Avec Rituel pour un mort (1976), l’approche de l’autre – ici c’est la mort – se fait par une action rituelle dont il a préalablement écrit le protocole, son constat photographique et sa présentation dans un coffret reliquaire. En souvenir de son ami Joël Delouche mort accidentellement en 1975, Journiac effectue dans un cimetière parisien une succession de gestes devant trois témoins et un photographe. Il retire ses gants, se fait une prise de sang, le répand sur un morceau de pain qu’il enterre (souvenir de la messe), écrase une cigarette sur son bras (comme marquage ou stigmate) puis vernit ses ongles de noir et trace enfin une croix sur une pierre avec un bâton de rouge à lèvres. Les photographies des différentes étapes du rituel sont ensuite disposées dans le coffret qui comporte un double fond secret avec des cailloux imprégnés du sang de l’artiste. Le couvercle du coffret est surmonté du squelette d’une main portant un gant acrylisé à la peinture blanche ainsi qu’un anneau d’or, en marque d’alliance. C’est encore la main, sa relique, qui sert d’auxiliaire entre l’homme en vie et son ami mort, entre l’homme et le sacré, entre l’intime et l’universel.
Prolongement du corps et de l’esprit, le motif des mains permet de rendre compte de toute une panoplie de gestes ordinaires ou techniques comme de gestes expressifs qui accompagnent ou remplacent le langage. Michel Journiac recense ainsi dans ses actions photographiques un catalogue d’expressions et d’attitudes tantôt masculines, tantôt féminines, notamment lorsqu’il se travestit comme dans 24 heures dans la vie d’une femme ordinaire (1974) ou L’inceste (1975). On remarque cette rhétorique gestuelle dans le jeu éloquent de ses mains, qu’il souligne souvent par le port de gants blancs.
Les mains ne sont pas seulement photographiées dans les œuvres de Michel Journiac, elles apparaissent aussi sous la forme d’objets : fragments de squelettes présentés comme des sculptures, bijoux (des anneaux), vêtements (des gants) qui peuvent circuler… de mains en mains. Certains de ces objets sont d’ailleurs souvent directement envoyés par Journiac à ses ami(e)s, à ses amant(e)s, à des critiques (comme celle dédicacée à Georges Raillard en 1979, présentée dans l’exposition), à d’autres artistes ou poètes. Ces passages d’objets, autres rituels, sont le mouvement même de l’œuvre de Michel Journiac. Il faudrait compiler les envois postaux et relire l’ensemble des phrases de dédicaces écrites par l’artiste au dos de ses toiles et de ses photographies pour saisir la portée de son art, toujours adressé, par essence tourné vers l’autre, ce qu’il nomme cet
« incertain sacré, qui n’est peut-être que l’altérité6 ».
- Armance Léger -
1 Michel Journiac, « L’objet du corps et le corps de l’objet», Écrits, Paris, Beaux-Arts éditions, 2013, p. 114.
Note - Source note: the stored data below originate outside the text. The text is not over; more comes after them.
/// Store module - the runtime for reducers
pub mod store {
    use super::{
        Arc, AtomicBool, AtomicCounterGuard, AtomicUsize, DecrementGuard, Duration, Effect,
        EffectHandle, EffectTracking, Ordering, Reducer, RwLock, StoreConfig, StoreError,
    };
    use tokio::sync::broadcast;

    /// The Store - runtime coordinator for a reducer
    ///
    /// Holds the state behind a `RwLock`, the reducer, its environment, and
    /// the channel on which effect-produced actions are broadcast. Cloning a
    /// store is cheap and every clone shares the same state.
    pub struct Store<S, A, E, R>
    where
        R: Reducer<State = S, Action = A, Environment = E>,
    {
        state: Arc<RwLock<S>>,
        reducer: R,
        environment: E,
        shutdown: Arc<AtomicBool>,
        pending_effects: Arc<AtomicUsize>,
        action_broadcast: broadcast::Sender<A>,
    }

    impl<S, A, E, R> Store<S, A, E, R>
    where
        R: Reducer<State = S, Action = A, Environment = E> + Send + Sync + 'static,
        A: Send + Clone + 'static,
        S: Send + Sync + 'static,
        E: Send + Sync + 'static,
    {
        /// Create a new store with initial state, reducer, and environment
        #[must_use]
        pub fn new(initial_state: S, reducer: R, environment: E) -> Self {
            Self::with_config(initial_state, reducer, environment, &StoreConfig::default())
        }

        /// Create a new Store with custom configuration
        #[must_use]
        pub fn with_config(
            initial_state: S,
            reducer: R,
            environment: E,
            config: &StoreConfig,
        ) -> Self {
            let (action_broadcast, _) = broadcast::channel(config.broadcast_capacity.max(1));

            Self {
                state: Arc::new(RwLock::new(initial_state)),
                reducer,
                environment,
                shutdown: Arc::new(AtomicBool::new(false)),
                pending_effects: Arc::new(AtomicUsize::new(0)),
                action_broadcast,
            }
        }

        /// Number of effects currently running across the whole store
        #[must_use]
        pub fn pending_effects(&self) -> usize {
            self.pending_effects.load(Ordering::Acquire)
        }

        /// Initiate graceful shutdown of the store
        ///
        /// Rejects new actions, then waits for running effects to finish.
        ///
        /// # Errors
        ///
        /// Returns [`StoreError::ShutdownTimeout`] if the timeout expires before all
        /// pending effects complete.
        pub async fn shutdown(&self, timeout: Duration) -> Result<(), StoreError> {
            tracing::info!("Initiating graceful shutdown");
            metrics::counter!("store.shutdown.initiated").increment(1);

            self.shutdown.store(true, Ordering::Release);

            let start = std::time::Instant::now();
            let poll_interval = Duration::from_millis(20);

            loop {
                let pending = self.pending_effects.load(Ordering::Acquire);

                if pending == 0 {
                    tracing::info!("All effects completed, shutdown successful");
                    return Ok(());
                }

                if start.elapsed() >= timeout {
                    tracing::error!(
                        pending_effects = pending,
                        "Shutdown timeout: {} effects still running", pending
                    );
                    metrics::counter!("store.shutdown.timeout").increment(1);
                    return Err(StoreError::ShutdownTimeout(pending));
                }

                tokio::time::sleep(poll_interval).await;
            }
        }

        /// Send an action to the store
        ///
        /// Applies the reducer under the state write lock, then starts the
        /// returned effects. Returns as soon as the effects are started; use
        /// the returned [`EffectHandle`] to wait for them.
        ///
        /// # Errors
        ///
        /// Returns [`StoreError::ShutdownInProgress`] if the store is shutting down.
        #[tracing::instrument(skip(self, action), name = "store_send")]
        pub async fn send(&self, action: A) -> Result<EffectHandle, StoreError>
        where
            R: Clone,
            E: Clone,
        {
            if self.shutdown.load(Ordering::Acquire) {
                tracing::warn!("Rejected action: store is shutting down");
                metrics::counter!("store.shutdown.rejected_actions").increment(1);
                return Err(StoreError::ShutdownInProgress);
            }

            Ok(self.dispatch(action).await)
        }

        /// Reduce `action` and start its effects, without the shutdown check
        ///
        /// Effects finishing during shutdown come through here, so their
        /// results are still applied while the store drains.
        async fn dispatch(&self, action: A) -> EffectHandle
        where
            R: Clone,
            E: Clone,
        {
            metrics::counter!("store.commands.total").increment(1);

            let (handle, tracking) = EffectHandle::new();

            let effects = {
                let mut state = self.state.write().await;

                let span = tracing::debug_span!("reducer_execution");
                let _enter = span.enter();

                let start = std::time::Instant::now();
                let effects = self.reducer.reduce(&mut *state, action, &self.environment);
                metrics::histogram!("store.reducer.duration_seconds")
                    .record(start.elapsed().as_secs_f64());

                tracing::trace!("Reducer completed, returned {} effects", effects.len());
                effects
            };

            for effect in effects {
                self.execute_effect(effect, &tracking);
            }

            handle
        }

        /// Send an action and wait for a matching result action
        ///
        /// Subscribes before sending, so a result produced immediately is not
        /// missed. Because actions are broadcast after they are applied, the
        /// state read right after this returns already reflects the result.
        ///
        /// # Errors
        ///
        /// - [`StoreError::Timeout`]: no matching action before `timeout`
        /// - [`StoreError::ChannelClosed`]: the broadcast channel closed
        /// - [`StoreError::ShutdownInProgress`]: the store is shutting down
        pub async fn send_and_wait_for<F>(
            &self,
            action: A,
            predicate: F,
            timeout: Duration,
        ) -> Result<A, StoreError>
        where
            R: Clone,
            E: Clone,
            F: Fn(&A) -> bool,
        {
            let mut rx = self.action_broadcast.subscribe();

            self.send(action).await?;

            tokio::time::timeout(timeout, async {
                loop {
                    match rx.recv().await {
                        Ok(action) if predicate(&action) => return Ok(action),
                        Ok(_) => {},
                        Err(broadcast::error::RecvError::Lagged(skipped)) => {
                            tracing::warn!(skipped, "Action observer lagged, {} actions skipped", skipped);
                        },
                        Err(broadcast::error::RecvError::Closed) => {
                            return Err(StoreError::ChannelClosed);
                        },
                    }
                }
            })
            .await
            .map_err(|_| StoreError::Timeout)?
        }

        /// Subscribe to every action produced by effects
        ///
        /// Actions sent directly through [`Store::send`] are not broadcast.
        #[must_use]
        pub fn subscribe_actions(&self) -> broadcast::Receiver<A> {
            self.action_broadcast.subscribe()
        }

        /// Read current state via a closure
        ///
        /// ```ignore
        /// let list_count = store.state(|s| s.todolists.len()).await;
        /// ```
        pub async fn state<F, T>(&self, f: F) -> T
        where
            F: FnOnce(&S) -> T,
        {
            let state = self.state.read().await;
            f(&*state)
        }

        /// Execute an effect, tracked by `tracking`
        ///
        /// A panicking effect is isolated in its task; the guards still update
        /// both counters.
        fn execute_effect(&self, effect: Effect<A>, tracking: &EffectTracking)
        where
            R: Clone,
            E: Clone,
        {
            match effect {
                Effect::None => {
                    metrics::counter!("store.effects.executed", "type" => "none").increment(1);
                },
                Effect::Parallel(effects) => {
                    tracing::trace!("Executing Effect::Parallel with {} effects", effects.len());
                    metrics::counter!("store.effects.executed", "type" => "parallel").increment(1);
                    for effect in effects {
                        self.execute_effect(effect, tracking);
                    }
                },
                Effect::Future(fut) => {
                    metrics::counter!("store.effects.executed", "type" => "future").increment(1);
                    tracking.increment();

                    self.pending_effects.fetch_add(1, Ordering::SeqCst);
                    let pending_guard = AtomicCounterGuard(Arc::clone(&self.pending_effects));

                    let guard = DecrementGuard(tracking.clone());
                    let store = self.clone();

                    tokio::spawn(async move {
                        let _guard = guard;
                        let _pending_guard = pending_guard;

                        if let Some(action) = fut.await {
                            tracing::trace!("Effect::Future produced an action, sending to store");

                            let _handle = store.dispatch(action.clone()).await;
                            // No receivers is not an error
                            let _ = store.action_broadcast.send(action);
                        }
                    });
                },
            }
        }
    }

    impl<S, A, E, R> Clone for Store<S, A, E, R>
    where
        R: Reducer<State = S, Action = A, Environment = E> + Clone,
        E: Clone,
    {
        fn clone(&self) -> Self {
            Self {
                state: Arc::clone(&self.state),
                reducer: self.reducer.clone(),
                environment: self.environment.clone(),
                shutdown: Arc::clone(&self.shutdown),
                pending_effects: Arc::clone(&self.pending_effects),
                action_broadcast: self.action_broadcast.clone(),
            }
        }
    }
}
2 Michel Journiac, Écrits, op. cit., p. 157.
3 C’est le titre d’une série importante de ses peintures : Alphabet du corps (1965).
4 André Chastel, « L’art du geste à la Renaissance» in Revue de l’art, n°75, 1987, pp. 9-16.
5 Journiac présente le Rituel du sang en deux étapes, à Paris puis à Milan en mars 1976.
6 Michel Journiac, Écrits, op. cit., p. 154.